**What is required**: Where a line of the listing below includes the word "Choose", reproduce that line.

**Record excerpts**:
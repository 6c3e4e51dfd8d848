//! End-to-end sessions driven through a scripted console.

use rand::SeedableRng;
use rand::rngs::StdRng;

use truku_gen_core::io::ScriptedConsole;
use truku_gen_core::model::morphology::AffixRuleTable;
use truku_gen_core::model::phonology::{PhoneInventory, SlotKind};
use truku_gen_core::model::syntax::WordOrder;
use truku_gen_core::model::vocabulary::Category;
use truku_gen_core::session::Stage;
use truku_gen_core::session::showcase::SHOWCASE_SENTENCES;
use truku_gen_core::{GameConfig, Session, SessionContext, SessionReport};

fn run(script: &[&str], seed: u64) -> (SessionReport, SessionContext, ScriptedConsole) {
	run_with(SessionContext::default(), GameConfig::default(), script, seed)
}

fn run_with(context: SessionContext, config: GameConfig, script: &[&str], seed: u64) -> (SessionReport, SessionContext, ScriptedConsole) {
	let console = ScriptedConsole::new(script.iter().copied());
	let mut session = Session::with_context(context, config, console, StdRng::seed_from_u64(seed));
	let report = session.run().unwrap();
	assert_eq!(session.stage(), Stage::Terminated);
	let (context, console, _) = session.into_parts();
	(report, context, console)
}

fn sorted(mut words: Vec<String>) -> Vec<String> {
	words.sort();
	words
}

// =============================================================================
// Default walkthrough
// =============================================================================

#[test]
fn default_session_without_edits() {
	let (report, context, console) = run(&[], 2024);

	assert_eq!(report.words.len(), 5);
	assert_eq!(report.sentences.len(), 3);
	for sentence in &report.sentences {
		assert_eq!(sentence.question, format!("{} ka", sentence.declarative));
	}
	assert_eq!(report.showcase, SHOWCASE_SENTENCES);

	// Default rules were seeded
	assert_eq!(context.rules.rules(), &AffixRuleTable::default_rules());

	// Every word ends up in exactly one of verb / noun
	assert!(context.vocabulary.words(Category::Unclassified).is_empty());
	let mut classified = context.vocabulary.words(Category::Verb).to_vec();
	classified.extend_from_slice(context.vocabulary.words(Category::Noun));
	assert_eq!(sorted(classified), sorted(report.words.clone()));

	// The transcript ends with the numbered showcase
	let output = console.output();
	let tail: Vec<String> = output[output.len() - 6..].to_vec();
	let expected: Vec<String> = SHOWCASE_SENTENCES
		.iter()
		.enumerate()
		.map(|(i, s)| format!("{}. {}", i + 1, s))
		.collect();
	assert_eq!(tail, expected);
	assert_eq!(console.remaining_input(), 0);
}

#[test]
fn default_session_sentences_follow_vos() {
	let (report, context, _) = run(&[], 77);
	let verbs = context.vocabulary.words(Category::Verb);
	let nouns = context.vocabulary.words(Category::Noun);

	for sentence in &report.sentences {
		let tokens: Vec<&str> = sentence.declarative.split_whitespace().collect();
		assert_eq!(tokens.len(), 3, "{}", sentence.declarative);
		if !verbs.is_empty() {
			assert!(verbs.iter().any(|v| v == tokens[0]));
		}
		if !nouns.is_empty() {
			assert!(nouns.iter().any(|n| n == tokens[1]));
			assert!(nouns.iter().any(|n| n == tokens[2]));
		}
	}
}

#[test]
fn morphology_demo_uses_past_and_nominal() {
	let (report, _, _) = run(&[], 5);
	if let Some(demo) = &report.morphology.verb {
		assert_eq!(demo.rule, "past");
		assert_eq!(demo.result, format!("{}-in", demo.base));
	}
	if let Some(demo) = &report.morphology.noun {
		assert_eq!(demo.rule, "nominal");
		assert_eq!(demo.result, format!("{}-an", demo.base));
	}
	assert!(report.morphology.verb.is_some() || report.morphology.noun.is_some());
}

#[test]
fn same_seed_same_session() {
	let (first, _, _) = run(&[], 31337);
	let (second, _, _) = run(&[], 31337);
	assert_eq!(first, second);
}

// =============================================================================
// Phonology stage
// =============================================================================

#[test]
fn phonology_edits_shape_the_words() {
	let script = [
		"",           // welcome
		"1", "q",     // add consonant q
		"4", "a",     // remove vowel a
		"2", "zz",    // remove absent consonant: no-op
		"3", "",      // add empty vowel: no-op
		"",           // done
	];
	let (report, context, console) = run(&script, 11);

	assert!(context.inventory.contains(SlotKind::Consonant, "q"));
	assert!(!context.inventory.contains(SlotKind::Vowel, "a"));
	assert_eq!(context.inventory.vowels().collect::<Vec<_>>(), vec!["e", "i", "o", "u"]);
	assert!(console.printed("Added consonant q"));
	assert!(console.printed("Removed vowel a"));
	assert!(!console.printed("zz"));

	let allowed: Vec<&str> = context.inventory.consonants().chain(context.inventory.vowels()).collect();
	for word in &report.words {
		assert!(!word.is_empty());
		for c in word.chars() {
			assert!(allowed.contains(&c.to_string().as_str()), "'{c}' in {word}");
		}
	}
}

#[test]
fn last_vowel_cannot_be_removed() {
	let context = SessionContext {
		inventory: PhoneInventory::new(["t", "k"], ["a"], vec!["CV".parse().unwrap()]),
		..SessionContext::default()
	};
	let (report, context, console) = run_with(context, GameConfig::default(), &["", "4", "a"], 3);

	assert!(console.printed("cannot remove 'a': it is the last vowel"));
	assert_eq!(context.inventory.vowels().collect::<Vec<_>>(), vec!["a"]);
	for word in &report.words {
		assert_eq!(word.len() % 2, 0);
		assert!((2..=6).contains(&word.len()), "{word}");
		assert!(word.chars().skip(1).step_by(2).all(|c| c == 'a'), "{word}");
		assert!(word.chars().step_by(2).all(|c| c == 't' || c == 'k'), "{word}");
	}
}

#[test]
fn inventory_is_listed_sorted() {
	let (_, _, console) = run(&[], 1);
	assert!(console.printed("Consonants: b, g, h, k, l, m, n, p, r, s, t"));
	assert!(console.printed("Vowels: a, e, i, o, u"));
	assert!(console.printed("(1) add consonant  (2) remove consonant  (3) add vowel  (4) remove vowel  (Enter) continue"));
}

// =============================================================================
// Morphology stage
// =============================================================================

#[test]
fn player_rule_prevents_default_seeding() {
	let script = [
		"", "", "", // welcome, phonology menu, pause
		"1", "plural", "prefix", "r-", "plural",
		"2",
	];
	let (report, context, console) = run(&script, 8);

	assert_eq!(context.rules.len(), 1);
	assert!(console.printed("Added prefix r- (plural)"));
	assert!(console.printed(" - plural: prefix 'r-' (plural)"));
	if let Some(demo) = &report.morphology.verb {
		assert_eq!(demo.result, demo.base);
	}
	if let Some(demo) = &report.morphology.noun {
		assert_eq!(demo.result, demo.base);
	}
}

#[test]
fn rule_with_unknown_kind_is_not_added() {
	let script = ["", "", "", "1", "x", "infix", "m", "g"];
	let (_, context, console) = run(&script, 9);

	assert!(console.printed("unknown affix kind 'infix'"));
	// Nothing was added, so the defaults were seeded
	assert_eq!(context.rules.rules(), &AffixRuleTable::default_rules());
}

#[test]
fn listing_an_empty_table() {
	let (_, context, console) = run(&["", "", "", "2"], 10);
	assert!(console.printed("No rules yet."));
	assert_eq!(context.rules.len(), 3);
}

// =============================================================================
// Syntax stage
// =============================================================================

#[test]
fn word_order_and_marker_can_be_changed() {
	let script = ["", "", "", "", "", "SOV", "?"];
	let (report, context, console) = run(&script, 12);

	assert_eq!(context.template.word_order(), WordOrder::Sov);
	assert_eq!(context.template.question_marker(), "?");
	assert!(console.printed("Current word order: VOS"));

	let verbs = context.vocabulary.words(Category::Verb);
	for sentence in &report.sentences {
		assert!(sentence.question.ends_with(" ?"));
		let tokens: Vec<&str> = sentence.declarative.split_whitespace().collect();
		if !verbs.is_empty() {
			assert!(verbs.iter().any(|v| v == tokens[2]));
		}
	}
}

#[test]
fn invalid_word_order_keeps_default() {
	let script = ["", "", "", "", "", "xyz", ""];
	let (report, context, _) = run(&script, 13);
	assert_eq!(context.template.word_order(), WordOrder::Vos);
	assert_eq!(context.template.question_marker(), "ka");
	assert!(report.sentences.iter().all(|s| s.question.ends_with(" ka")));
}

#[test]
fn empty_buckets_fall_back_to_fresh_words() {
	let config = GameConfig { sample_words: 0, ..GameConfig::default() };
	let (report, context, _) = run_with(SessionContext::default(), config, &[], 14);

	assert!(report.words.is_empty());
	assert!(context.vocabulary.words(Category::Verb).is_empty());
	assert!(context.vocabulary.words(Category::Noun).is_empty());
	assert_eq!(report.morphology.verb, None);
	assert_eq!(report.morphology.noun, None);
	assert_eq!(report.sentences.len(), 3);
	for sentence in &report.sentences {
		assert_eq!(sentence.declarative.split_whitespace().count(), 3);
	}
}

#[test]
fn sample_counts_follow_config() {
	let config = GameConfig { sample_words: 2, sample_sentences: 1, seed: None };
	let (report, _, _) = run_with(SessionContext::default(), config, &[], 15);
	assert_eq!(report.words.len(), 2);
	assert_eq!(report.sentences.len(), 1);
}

--

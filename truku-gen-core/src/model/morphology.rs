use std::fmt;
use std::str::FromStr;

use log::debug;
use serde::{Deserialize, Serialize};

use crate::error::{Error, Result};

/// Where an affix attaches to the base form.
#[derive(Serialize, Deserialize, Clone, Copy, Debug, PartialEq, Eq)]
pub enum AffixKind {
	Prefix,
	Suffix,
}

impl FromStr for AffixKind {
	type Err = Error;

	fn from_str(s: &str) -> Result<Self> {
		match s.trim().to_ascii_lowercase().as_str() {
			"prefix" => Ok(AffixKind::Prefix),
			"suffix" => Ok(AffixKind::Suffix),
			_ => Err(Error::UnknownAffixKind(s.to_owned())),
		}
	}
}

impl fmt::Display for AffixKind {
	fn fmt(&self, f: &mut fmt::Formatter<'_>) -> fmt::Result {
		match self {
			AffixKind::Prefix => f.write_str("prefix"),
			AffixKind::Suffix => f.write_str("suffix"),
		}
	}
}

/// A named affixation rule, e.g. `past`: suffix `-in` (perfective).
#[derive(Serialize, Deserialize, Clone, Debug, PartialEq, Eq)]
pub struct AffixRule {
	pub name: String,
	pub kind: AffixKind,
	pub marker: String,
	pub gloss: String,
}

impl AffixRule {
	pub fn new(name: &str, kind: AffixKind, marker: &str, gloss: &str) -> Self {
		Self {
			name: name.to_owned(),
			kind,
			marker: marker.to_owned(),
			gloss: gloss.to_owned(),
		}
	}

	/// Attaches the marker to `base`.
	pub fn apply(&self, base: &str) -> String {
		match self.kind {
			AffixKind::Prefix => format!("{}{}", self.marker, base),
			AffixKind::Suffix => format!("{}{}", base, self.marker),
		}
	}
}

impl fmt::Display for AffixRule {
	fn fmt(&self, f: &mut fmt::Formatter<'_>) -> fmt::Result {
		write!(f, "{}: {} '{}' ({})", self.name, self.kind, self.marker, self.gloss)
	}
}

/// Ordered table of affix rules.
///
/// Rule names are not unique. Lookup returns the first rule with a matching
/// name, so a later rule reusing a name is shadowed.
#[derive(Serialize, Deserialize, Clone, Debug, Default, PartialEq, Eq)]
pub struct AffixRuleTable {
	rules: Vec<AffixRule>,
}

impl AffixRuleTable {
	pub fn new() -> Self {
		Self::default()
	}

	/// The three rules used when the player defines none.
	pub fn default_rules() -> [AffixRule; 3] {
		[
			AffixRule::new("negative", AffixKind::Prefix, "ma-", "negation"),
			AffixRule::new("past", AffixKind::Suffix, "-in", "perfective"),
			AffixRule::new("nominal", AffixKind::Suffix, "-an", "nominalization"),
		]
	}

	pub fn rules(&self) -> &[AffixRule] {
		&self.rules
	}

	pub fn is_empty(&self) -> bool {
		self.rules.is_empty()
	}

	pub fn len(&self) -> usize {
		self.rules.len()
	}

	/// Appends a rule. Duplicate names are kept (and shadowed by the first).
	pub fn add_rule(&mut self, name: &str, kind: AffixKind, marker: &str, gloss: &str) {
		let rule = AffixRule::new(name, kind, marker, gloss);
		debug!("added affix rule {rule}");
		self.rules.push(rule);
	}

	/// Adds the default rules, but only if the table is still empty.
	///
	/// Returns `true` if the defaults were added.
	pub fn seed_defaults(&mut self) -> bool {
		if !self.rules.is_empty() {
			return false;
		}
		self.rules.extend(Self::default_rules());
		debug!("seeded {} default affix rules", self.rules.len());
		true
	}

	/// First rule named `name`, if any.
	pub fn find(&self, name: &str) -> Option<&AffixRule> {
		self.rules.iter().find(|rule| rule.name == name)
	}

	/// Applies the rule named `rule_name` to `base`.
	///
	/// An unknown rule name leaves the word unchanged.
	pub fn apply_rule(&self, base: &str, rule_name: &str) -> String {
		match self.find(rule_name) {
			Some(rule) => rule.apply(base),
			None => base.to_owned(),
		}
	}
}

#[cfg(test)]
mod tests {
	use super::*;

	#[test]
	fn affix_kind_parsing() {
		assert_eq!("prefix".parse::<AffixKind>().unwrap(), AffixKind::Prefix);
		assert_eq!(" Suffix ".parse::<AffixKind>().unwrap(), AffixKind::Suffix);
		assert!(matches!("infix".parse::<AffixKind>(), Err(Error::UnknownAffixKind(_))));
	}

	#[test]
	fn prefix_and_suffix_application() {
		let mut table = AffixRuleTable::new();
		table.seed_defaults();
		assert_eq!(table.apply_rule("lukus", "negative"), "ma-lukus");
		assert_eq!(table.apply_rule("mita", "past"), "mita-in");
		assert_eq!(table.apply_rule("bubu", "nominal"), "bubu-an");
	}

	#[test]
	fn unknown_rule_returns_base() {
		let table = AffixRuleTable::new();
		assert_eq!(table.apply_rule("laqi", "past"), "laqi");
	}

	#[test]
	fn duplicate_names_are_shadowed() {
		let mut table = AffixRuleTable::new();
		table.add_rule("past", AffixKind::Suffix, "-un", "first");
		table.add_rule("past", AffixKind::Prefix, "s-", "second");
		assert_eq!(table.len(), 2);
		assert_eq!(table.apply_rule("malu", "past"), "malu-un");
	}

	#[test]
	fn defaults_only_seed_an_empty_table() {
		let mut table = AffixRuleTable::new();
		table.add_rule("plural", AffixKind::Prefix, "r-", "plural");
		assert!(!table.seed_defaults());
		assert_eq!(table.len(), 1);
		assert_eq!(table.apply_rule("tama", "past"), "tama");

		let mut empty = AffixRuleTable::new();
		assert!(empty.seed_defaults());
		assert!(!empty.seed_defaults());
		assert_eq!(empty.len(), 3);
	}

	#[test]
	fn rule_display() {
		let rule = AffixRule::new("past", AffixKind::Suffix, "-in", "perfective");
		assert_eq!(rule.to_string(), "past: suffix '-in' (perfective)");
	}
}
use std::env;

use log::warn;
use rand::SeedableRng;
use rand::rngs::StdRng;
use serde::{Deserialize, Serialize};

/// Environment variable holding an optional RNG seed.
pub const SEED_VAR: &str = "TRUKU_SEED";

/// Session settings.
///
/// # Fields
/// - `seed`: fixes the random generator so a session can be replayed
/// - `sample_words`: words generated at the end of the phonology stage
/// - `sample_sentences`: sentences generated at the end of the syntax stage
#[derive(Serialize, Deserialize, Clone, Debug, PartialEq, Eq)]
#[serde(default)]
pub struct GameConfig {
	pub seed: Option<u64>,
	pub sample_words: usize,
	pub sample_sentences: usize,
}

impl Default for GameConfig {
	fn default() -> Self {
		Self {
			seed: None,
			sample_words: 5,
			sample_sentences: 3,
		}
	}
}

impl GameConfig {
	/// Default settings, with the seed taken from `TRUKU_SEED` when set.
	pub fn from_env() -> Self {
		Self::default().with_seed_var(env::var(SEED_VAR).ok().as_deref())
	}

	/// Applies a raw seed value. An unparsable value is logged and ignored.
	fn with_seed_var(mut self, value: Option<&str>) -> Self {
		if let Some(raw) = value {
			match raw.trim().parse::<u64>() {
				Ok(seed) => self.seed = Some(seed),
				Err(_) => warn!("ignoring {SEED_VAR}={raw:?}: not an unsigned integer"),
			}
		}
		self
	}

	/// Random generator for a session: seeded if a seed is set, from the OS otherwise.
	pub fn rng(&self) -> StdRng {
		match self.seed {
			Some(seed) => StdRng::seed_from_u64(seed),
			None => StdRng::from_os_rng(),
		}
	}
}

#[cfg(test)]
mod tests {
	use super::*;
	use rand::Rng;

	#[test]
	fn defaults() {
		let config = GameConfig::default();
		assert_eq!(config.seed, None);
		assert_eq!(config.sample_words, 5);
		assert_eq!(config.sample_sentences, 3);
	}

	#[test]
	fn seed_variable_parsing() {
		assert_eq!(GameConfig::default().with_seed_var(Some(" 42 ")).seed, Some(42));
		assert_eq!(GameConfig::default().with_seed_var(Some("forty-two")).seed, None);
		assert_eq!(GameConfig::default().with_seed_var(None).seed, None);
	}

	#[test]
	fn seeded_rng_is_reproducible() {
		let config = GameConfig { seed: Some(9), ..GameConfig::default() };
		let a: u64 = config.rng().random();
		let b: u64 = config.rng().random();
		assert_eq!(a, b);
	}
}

--

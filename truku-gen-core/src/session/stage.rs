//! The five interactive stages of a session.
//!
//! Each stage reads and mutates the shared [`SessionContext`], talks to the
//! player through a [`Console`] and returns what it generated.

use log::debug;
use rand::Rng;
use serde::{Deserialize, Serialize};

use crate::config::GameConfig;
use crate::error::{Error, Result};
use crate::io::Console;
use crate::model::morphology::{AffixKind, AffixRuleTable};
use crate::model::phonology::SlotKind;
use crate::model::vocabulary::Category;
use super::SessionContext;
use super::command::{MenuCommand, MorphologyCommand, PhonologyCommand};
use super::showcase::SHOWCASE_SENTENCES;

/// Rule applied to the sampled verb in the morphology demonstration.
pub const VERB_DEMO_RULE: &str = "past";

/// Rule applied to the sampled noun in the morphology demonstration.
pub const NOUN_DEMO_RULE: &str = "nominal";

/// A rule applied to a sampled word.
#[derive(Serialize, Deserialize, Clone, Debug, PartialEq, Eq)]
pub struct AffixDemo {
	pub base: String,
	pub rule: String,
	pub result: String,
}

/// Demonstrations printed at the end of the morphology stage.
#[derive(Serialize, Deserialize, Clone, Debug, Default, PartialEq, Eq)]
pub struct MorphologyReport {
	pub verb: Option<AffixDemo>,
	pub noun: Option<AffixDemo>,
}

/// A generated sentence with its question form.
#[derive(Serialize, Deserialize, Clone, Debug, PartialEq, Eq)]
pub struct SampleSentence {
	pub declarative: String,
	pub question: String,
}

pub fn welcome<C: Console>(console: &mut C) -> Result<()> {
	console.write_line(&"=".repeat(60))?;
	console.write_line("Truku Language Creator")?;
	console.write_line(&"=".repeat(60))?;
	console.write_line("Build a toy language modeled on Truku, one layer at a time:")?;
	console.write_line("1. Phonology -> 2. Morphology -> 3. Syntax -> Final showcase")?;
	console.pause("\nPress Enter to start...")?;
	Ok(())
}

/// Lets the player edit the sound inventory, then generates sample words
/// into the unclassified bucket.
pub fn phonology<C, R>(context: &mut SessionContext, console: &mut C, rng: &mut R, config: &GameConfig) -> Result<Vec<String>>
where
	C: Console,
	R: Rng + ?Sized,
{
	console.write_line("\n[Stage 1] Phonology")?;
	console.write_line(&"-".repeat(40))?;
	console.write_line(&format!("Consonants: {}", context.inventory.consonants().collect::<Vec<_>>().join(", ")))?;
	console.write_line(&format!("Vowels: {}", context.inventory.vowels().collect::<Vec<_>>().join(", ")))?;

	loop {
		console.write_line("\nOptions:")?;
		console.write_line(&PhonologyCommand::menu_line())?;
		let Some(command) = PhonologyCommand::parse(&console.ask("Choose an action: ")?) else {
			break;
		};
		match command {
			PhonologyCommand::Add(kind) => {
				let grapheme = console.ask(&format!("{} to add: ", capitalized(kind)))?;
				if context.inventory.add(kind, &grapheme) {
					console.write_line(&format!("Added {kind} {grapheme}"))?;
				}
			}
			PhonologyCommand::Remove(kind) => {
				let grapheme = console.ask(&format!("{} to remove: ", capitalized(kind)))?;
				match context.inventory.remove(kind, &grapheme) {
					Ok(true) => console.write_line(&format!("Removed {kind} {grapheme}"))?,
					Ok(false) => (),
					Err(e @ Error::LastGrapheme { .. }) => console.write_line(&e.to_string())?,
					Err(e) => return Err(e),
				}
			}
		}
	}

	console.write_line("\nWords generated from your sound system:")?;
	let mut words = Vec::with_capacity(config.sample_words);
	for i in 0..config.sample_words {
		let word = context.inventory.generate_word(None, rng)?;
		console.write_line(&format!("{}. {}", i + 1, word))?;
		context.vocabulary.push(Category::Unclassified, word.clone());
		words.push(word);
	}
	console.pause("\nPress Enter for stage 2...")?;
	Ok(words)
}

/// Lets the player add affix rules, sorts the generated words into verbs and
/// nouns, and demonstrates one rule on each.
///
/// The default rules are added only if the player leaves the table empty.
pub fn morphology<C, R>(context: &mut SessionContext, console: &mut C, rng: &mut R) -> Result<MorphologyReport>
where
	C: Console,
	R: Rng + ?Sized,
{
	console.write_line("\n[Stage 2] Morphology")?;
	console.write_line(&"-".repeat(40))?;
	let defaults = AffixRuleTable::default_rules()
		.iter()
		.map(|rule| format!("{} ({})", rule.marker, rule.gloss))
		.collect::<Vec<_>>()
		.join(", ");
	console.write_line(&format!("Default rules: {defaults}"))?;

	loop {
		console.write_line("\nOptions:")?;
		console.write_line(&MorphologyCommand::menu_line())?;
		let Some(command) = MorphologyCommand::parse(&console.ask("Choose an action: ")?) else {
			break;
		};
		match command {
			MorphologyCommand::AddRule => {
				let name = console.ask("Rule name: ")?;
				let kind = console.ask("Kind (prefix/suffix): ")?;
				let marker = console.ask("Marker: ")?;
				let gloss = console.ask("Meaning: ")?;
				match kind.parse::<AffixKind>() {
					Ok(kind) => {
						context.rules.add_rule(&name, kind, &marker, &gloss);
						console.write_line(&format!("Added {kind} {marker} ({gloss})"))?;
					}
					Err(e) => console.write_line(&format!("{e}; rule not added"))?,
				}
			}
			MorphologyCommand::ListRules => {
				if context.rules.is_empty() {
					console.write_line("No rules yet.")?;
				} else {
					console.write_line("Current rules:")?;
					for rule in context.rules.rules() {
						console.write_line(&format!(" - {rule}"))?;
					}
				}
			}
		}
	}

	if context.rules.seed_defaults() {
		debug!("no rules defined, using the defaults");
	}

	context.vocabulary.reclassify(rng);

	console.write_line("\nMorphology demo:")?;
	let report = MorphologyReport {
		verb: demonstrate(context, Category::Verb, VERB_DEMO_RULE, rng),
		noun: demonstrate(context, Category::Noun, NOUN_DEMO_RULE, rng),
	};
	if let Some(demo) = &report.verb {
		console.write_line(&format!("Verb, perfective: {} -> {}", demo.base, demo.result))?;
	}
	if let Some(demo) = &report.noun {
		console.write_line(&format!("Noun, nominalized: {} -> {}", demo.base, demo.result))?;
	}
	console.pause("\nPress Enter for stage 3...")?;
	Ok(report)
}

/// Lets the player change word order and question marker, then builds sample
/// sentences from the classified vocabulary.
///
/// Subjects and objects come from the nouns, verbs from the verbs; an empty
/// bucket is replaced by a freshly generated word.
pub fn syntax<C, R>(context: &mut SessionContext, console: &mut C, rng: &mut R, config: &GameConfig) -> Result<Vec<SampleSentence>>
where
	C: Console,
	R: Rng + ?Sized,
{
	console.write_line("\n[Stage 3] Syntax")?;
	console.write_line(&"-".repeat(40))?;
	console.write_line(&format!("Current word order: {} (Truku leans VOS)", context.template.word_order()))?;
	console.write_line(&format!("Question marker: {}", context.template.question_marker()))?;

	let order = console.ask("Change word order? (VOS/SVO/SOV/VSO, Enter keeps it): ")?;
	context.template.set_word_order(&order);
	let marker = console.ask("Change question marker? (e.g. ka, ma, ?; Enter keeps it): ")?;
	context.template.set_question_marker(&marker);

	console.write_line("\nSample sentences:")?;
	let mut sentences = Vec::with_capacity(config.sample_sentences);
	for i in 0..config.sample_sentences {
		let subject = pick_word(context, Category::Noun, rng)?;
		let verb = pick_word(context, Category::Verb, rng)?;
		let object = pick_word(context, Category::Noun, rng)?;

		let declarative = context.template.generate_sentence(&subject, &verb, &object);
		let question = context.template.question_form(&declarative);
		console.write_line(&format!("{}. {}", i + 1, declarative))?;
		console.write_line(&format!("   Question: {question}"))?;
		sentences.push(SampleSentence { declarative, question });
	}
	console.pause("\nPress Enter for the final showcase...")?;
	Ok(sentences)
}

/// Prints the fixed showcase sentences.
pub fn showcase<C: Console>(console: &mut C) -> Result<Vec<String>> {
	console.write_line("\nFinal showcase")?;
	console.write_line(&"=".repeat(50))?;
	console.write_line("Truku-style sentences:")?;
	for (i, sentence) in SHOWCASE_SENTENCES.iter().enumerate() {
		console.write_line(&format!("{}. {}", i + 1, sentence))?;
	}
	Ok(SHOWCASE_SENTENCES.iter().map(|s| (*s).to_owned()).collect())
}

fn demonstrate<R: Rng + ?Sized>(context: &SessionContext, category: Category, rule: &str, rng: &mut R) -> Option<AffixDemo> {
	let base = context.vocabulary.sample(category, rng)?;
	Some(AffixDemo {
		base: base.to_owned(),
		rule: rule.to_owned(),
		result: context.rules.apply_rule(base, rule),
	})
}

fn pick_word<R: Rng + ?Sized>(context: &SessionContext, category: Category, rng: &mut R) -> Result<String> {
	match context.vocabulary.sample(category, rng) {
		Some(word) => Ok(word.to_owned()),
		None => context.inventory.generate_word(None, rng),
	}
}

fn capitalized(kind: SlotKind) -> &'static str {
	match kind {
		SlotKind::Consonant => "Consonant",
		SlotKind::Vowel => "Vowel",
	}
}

**Result of the task**:
		let Some(command) = PhonologyCommand::parse(&console.ask("Choose an action: ")?) else {
		let Some(command) = MorphologyCommand::parse(&console.ask("Choose an action: ")?) else {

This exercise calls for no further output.